O sentido hoje corrente da palavra clichê – “lugar-comum, chavão” – surgiu por uma extensão figurada de seu significado original. A princípio, no francês do início do século 19, o termo era tecnicamente preciso e pertencia ao vocabulário das artes gráficas: o verbo clicher, do qual saiu mais tarde o particípio clichê, queria dizer produzir um estereótipo, ou seja, uma placa inteiriça de metal, geralmente de zinco, gravada em relevo a partir de uma matriz e destinada à impressão de textos e imagens.
Tudo indica que a palavra francesa nasceu com inspiração onomatopaica, como imitação do som (clichhh) que fazia a matriz ao cair no metal fundido. No entanto, o Trésor de la Langue Française não recomenda descartar a influência – menos provável, mas nunca se sabe – de uma palavra também onomatopaica do alemão medieval, Klitsch, “massa mole”.
Seja como for, é evidente a relação semântica da chapa de metal gravada por estereotipia com a expressão verbal destituída de originalidade, um sentido que a palavra clichê adquiriu perto do fim do século 19: ambas carregam a ideia de algo produzido em série, de repetição indefinida do mesmo discurso. A diferença é que a fidelidade da cópia, que era desejável na artes gráficas, tornou-se pejorativa quando aplicada às lides intelectuais.
É curioso observar que a palavra estereótipo, sinônimo perfeito de clichê em sua acepção original (e a única recomendada pelos puristas, que consideravam a segunda um torpe galicismo), também desenvolveu uma acepção depreciativa, mas ligeiramente diferente. Se clichê denuncia na maior parte das vezes a repetição viciosa de fórmulas no âmbito da expressão, estereótipo é mais empregado em referência à repetição viciosa de fórmulas no âmbito das ideias.
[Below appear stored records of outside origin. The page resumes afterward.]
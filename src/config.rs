use serde::{Deserialize, Serialize};
use std::time::Duration;

use crate::utils::RetryConfig;

// ============================================================================
// Application Configuration
// ============================================================================
//
// Defaults live here; `from_env` overlays DUNA_* variables on top of them.
//
// ============================================================================

#[derive(Debug, thiserror::Error)]
pub enum ConfigError {
    #[error("Invalid value {value:?} for {key}: {reason}")]
    Invalid {
        key: &'static str,
        value: String,
        reason: String,
    },
}

#[derive(Debug, Clone, PartialEq, Serialize, Deserialize)]
pub struct AppConfig {
    pub analysis: AnalysisConfig,
    pub history: HistoryConfig,
    pub upload: UploadConfig,
}

/// Retry policy for the image analysis call
#[derive(Debug, Clone, PartialEq, Serialize, Deserialize)]
pub struct AnalysisConfig {
    pub max_attempts: u32,
    pub initial_delay_ms: u64,
    pub max_delay_ms: u64,
    pub multiplier: f64,
}

#[derive(Debug, Clone, PartialEq, Serialize, Deserialize)]
pub struct HistoryConfig {
    /// How far back the order history view reaches
    pub recent_months: u32,
}

#[derive(Debug, Clone, PartialEq, Serialize, Deserialize)]
pub struct UploadConfig {
    /// Top-level remote folder order sheets are filed under
    pub root_folder: String,
}

impl Default for AppConfig {
    fn default() -> Self {
        Self {
            analysis: AnalysisConfig::from_retry(&RetryConfig::default()),
            history: HistoryConfig { recent_months: 3 },
            upload: UploadConfig {
                root_folder: "Pedidos Duna Canarias".to_string(),
            },
        }
    }
}

impl AnalysisConfig {
    pub fn from_retry(retry: &RetryConfig) -> Self {
        Self {
            max_attempts: retry.max_attempts,
            initial_delay_ms: retry.initial_delay.as_millis() as u64,
            max_delay_ms: retry.max_delay.as_millis() as u64,
            multiplier: retry.multiplier,
        }
    }

    /// Named retry policy: `default`, `aggressive` or `conservative`
    pub fn preset(name: &str) -> Option<Self> {
        let retry = match name.trim().to_ascii_lowercase().as_str() {
            "default" => RetryConfig::default(),
            "aggressive" => RetryConfig::aggressive(),
            "conservative" => RetryConfig::conservative(),
            _ => return None,
        };
        Some(Self::from_retry(&retry))
    }

    pub fn retry_config(&self) -> RetryConfig {
        RetryConfig {
            max_attempts: self.max_attempts,
            initial_delay: Duration::from_millis(self.initial_delay_ms),
            max_delay: Duration::from_millis(self.max_delay_ms),
            multiplier: self.multiplier,
        }
    }
}

impl AppConfig {
    /// Defaults overlaid with DUNA_* environment variables
    pub fn from_env() -> Result<Self, ConfigError> {
        Self::from_lookup(|key| std::env::var(key).ok())
    }

    /// Defaults overlaid with whatever `lookup` returns for each key
    pub fn from_lookup(lookup: impl Fn(&str) -> Option<String>) -> Result<Self, ConfigError> {
        let mut config = Self::default();

        // The preset is the base; individual settings below refine it
        if let Some(v) = lookup("DUNA_ANALYSIS_RETRY_PRESET") {
            config.analysis = AnalysisConfig::preset(&v).ok_or_else(|| {
                invalid(
                    "DUNA_ANALYSIS_RETRY_PRESET",
                    &v,
                    "expected default, aggressive or conservative",
                )
            })?;
        }
        if let Some(v) = lookup("DUNA_ANALYSIS_MAX_ATTEMPTS") {
            config.analysis.max_attempts = parse("DUNA_ANALYSIS_MAX_ATTEMPTS", &v)?;
        }
        if let Some(v) = lookup("DUNA_ANALYSIS_INITIAL_DELAY_MS") {
            config.analysis.initial_delay_ms = parse("DUNA_ANALYSIS_INITIAL_DELAY_MS", &v)?;
        }
        if let Some(v) = lookup("DUNA_ANALYSIS_MAX_DELAY_MS") {
            config.analysis.max_delay_ms = parse("DUNA_ANALYSIS_MAX_DELAY_MS", &v)?;
        }
        if let Some(v) = lookup("DUNA_ANALYSIS_MULTIPLIER") {
            config.analysis.multiplier = parse("DUNA_ANALYSIS_MULTIPLIER", &v)?;
        }
        if let Some(v) = lookup("DUNA_HISTORY_MONTHS") {
            config.history.recent_months = parse("DUNA_HISTORY_MONTHS", &v)?;
        }
        if let Some(v) = lookup("DUNA_UPLOAD_ROOT") {
            config.upload.root_folder = v;
        }

        config.validate()?;
        Ok(config)
    }

    pub fn validate(&self) -> Result<(), ConfigError> {
        if self.analysis.max_attempts == 0 {
            return Err(invalid("DUNA_ANALYSIS_MAX_ATTEMPTS", "0", "must be at least 1"));
        }
        if self.analysis.multiplier.is_nan() || self.analysis.multiplier < 1.0 {
            return Err(invalid(
                "DUNA_ANALYSIS_MULTIPLIER",
                &self.analysis.multiplier.to_string(),
                "must be >= 1.0",
            ));
        }
        if self.upload.root_folder.trim().is_empty() {
            return Err(invalid("DUNA_UPLOAD_ROOT", &self.upload.root_folder, "must not be empty"));
        }
        Ok(())
    }
}

fn invalid(key: &'static str, value: &str, reason: &str) -> ConfigError {
    ConfigError::Invalid {
        key,
        value: value.to_string(),
        reason: reason.to_string(),
    }
}

fn parse<T>(key: &'static str, value: &str) -> Result<T, ConfigError>
where
    T: std::str::FromStr,
    T::Err: std::fmt::Display,
{
    value
        .trim()
        .parse()
        .map_err(|e: T::Err| invalid(key, value, &e.to_string()))
}
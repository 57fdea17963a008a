use std::collections::BTreeMap;
use std::fmt::Write;

use crate::domain::order::{Material, Order, OrderItem};

// ============================================================================
// Order Sheet
// ============================================================================
//
// Printable layout of a finalized order: one block per material (fixed
// order), categories alphabetical inside a material, items by code inside a
// category.
//
// ============================================================================

#[derive(Debug, Clone, PartialEq)]
pub struct SheetLine {
    pub code: String,
    pub material: Material,
    pub price: Option<f64>,
}

#[derive(Debug, Clone, PartialEq)]
pub struct CategoryBlock {
    pub category: String,
    pub lines: Vec<SheetLine>,
}

#[derive(Debug, Clone, PartialEq)]
pub struct MaterialBlock {
    pub material: Material,
    pub categories: Vec<CategoryBlock>,
}

#[derive(Debug, Clone, PartialEq)]
pub struct OrderSheet {
    pub client_name: String,
    pub client_code: String,
    pub worker_name: String,
    pub date: String,
    pub blocks: Vec<MaterialBlock>,
    pub total_items: usize,
    pub notes: Option<String>,
    pub signature: String,
}

impl OrderSheet {
    pub fn build(order: &Order) -> Self {
        let blocks = Material::SHEET_ORDER
            .iter()
            .filter_map(|material| material_block(*material, &order.items))
            .collect();

        Self {
            client_name: order.client_name.clone(),
            client_code: order.client_code.clone(),
            worker_name: order.worker.name.clone(),
            date: order.date.format("%d/%m/%Y %H:%M").to_string(),
            blocks,
            total_items: order.total_items(),
            notes: Some(order.notes.trim())
                .filter(|notes| !notes.is_empty())
                .map(str::to_string),
            signature: order.signature.clone(),
        }
    }

    pub fn render_text(&self) -> String {
        let mut out = String::new();

        // Writing into a String cannot fail
        let _ = writeln!(out, "HOJA DE PEDIDO");
        let _ = writeln!(out, "{} ({})", self.client_name, self.client_code);
        let _ = writeln!(out, "Vendedor: {}   Fecha: {}", self.worker_name, self.date);

        for block in &self.blocks {
            let _ = writeln!(out);
            let _ = writeln!(out, "== {} ==", block.material.as_str().to_uppercase());
            for category in &block.categories {
                let _ = writeln!(out, "-- {} (Total Piezas: {})", category.category, category.lines.len());
                for line in &category.lines {
                    let _ = writeln!(out, "   {:<12} {}", line.code, format_price(line.price));
                }
            }
        }

        let _ = writeln!(out);
        let _ = writeln!(out, "Total Artículos del Pedido: {}", self.total_items);

        if let Some(notes) = &self.notes {
            let _ = writeln!(out);
            let _ = writeln!(out, "Observaciones:");
            let _ = writeln!(out, "{}", notes);
        }

        let _ = writeln!(out);
        let _ = writeln!(out, "Firma del Cliente: {}", self.signature);
        let _ = writeln!(out, "Vendedor: {}", self.worker_name);

        out
    }
}

fn material_block(material: Material, items: &[OrderItem]) -> Option<MaterialBlock> {
    let mut by_category: BTreeMap<&str, Vec<SheetLine>> = BTreeMap::new();

    for item in items.iter().filter(|item| item.material == material) {
        by_category
            .entry(item.category.as_str())
            .or_default()
            .push(SheetLine {
                code: item.code.clone(),
                material: item.material,
                price: item.price,
            });
    }

    if by_category.is_empty() {
        return None;
    }

    let categories = by_category
        .into_iter()
        .map(|(category, mut lines)| {
            lines.sort_by(|a, b| a.code.cmp(&b.code));
            CategoryBlock {
                category: category.to_string(),
                lines,
            }
        })
        .collect();

    Some(MaterialBlock { material, categories })
}

pub fn format_price(price: Option<f64>) -> String {
    match price {
        Some(price) => format!("€{:.2}", price),
        None => "N/A".to_string(),
    }
}
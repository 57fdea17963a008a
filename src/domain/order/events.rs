use serde::{Deserialize, Serialize};
use uuid::Uuid;
use chrono::{DateTime, Utc};

use crate::event_sourcing::core::DomainEvent;
use super::value_objects::{Order, OrderItem};

// ============================================================================
// Order Session Events
// ============================================================================

/// Session Event - Union type for everything that can happen to a session
#[derive(Debug, Clone, Serialize, Deserialize)]
#[serde(tag = "type", content = "data")]
pub enum SessionEvent {
    Started(SessionStarted),
    ItemsAdded(ItemsAdded),
    ItemRemoved(ItemRemoved),
    ClientSelected(ClientSelected),
    NotesUpdated(NotesUpdated),
    SignatureRequested(SignatureRequested),
    SigningAborted(SigningAborted),
    Signed(Signed),
    Finalized(OrderFinalized),
}

impl SessionEvent {
    pub fn name(&self) -> &'static str {
        match self {
            SessionEvent::Started(_) => SessionStarted::event_type(),
            SessionEvent::ItemsAdded(_) => ItemsAdded::event_type(),
            SessionEvent::ItemRemoved(_) => ItemRemoved::event_type(),
            SessionEvent::ClientSelected(_) => ClientSelected::event_type(),
            SessionEvent::NotesUpdated(_) => NotesUpdated::event_type(),
            SessionEvent::SignatureRequested(_) => SignatureRequested::event_type(),
            SessionEvent::SigningAborted(_) => SigningAborted::event_type(),
            SessionEvent::Signed(_) => Signed::event_type(),
            SessionEvent::Finalized(_) => OrderFinalized::event_type(),
        }
    }
}

// ============================================================================
// Individual Event Types
// ============================================================================

/// Session Started - a salesperson opened the order screen
#[derive(Serialize, Deserialize, Clone, Debug)]
pub struct SessionStarted {
    pub session_id: Uuid,
    pub preselected_client_id: Option<String>,
    pub started_at: DateTime<Utc>,
}

impl DomainEvent for SessionStarted {
    fn event_type() -> &'static str { "SessionStarted" }
}

#[derive(Serialize, Deserialize, Clone, Debug)]
pub struct ItemsAdded {
    pub items: Vec<OrderItem>,
}

impl DomainEvent for ItemsAdded {
    fn event_type() -> &'static str { "ItemsAdded" }
}

#[derive(Serialize, Deserialize, Clone, Debug)]
pub struct ItemRemoved {
    pub item_id: String,
}

impl DomainEvent for ItemRemoved {
    fn event_type() -> &'static str { "ItemRemoved" }
}

#[derive(Serialize, Deserialize, Clone, Debug)]
pub struct ClientSelected {
    pub client_id: String,
}

impl DomainEvent for ClientSelected {
    fn event_type() -> &'static str { "ClientSelected" }
}

#[derive(Serialize, Deserialize, Clone, Debug)]
pub struct NotesUpdated {
    pub notes: String,
}

impl DomainEvent for NotesUpdated {
    fn event_type() -> &'static str { "NotesUpdated" }
}

/// Signature Requested - order handed to the client for signing
#[derive(Serialize, Deserialize, Clone, Debug)]
pub struct SignatureRequested {
    pub requested_at: DateTime<Utc>,
}

impl DomainEvent for SignatureRequested {
    fn event_type() -> &'static str { "SignatureRequested" }
}

#[derive(Serialize, Deserialize, Clone, Debug)]
pub struct SigningAborted;

impl DomainEvent for SigningAborted {
    fn event_type() -> &'static str { "SigningAborted" }
}

/// Signed - `None` clears a previous signature
#[derive(Serialize, Deserialize, Clone, Debug)]
pub struct Signed {
    pub signature: Option<String>,
}

impl DomainEvent for Signed {
    fn event_type() -> &'static str { "Signed" }
}

/// Order Finalized - terminal event, carries the immutable order
#[derive(Serialize, Deserialize, Clone, Debug)]
pub struct OrderFinalized {
    pub order: Order,
}

impl DomainEvent for OrderFinalized {
    fn event_type() -> &'static str { "OrderFinalized" }
}

#[cfg(test)]
mod tests {
    use super::*;

    #[test]
    fn test_name_matches_event_type() {
        let event = SessionEvent::NotesUpdated(NotesUpdated { notes: "x".to_string() });
        assert_eq!(event.name(), NotesUpdated::event_type());

        let event = SessionEvent::SigningAborted(SigningAborted);
        assert_eq!(event.name(), "SigningAborted");
    }

    #[test]
    fn test_events_use_default_version() {
        assert_eq!(SessionStarted::event_version(), 1);
        assert_eq!(OrderFinalized::event_version(), 1);
    }

    #[test]
    fn test_event_wire_shape_is_tagged() {
        let event = SessionEvent::ClientSelected(ClientSelected { client_id: "client-1".to_string() });
        let value = serde_json::to_value(&event).unwrap();
        assert_eq!(value["type"], "ClientSelected");
        assert_eq!(value["data"]["client_id"], "client-1");
    }
}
Se ainda resta alguma dúvida sobre o sentido de clichê, recomendo ler o texto abaixo, chamado “Num piscar de olhos, o lugar-comum”, que publiquei aqui na coluna em dezembro de 2010:
É preciso abrir o olho com o lugar-comum. Ele dá mais que chuchu na cerca no texto do escritor que não faz das tripas coração para reduzi-lo a pó. De repente, num piscar de olhos, é tiro e queda: lá está o clichê, a frase feita, a expressão convencional deitada no berço esplêndido das mal-traçadas. E pouco importa que o autor seja dono de uma cultura invejável – o lugar-comum ataca gregos e troianos, penetrando insidiosamente em corações e mentes.
O preço da ausência de clichês é a eterna vigilância. Sem suar em bicas, sem trabalhar de sol a sol, nenhum escritor digno desse nome pode se considerar a salvo de seu doce veneno. Eu disse doce? Sim, doce, porque um lugar-comum que se preze é chinelo velho para pé cansado, o que equivale a dizer que proporciona ao usuário uma nítida sensação de prazer e conforto.
No entanto, nunca se deve perder de vista que esse amor bandido, no fundo um santinho do pau oco, está sempre pronto a nos privar na calada da noite e com um drible seco e desconcertante de nosso mais precioso bem, a originalidade da expressão, nos deixando de mãos abanando e a ver navios no inverno tenebroso da linguagem.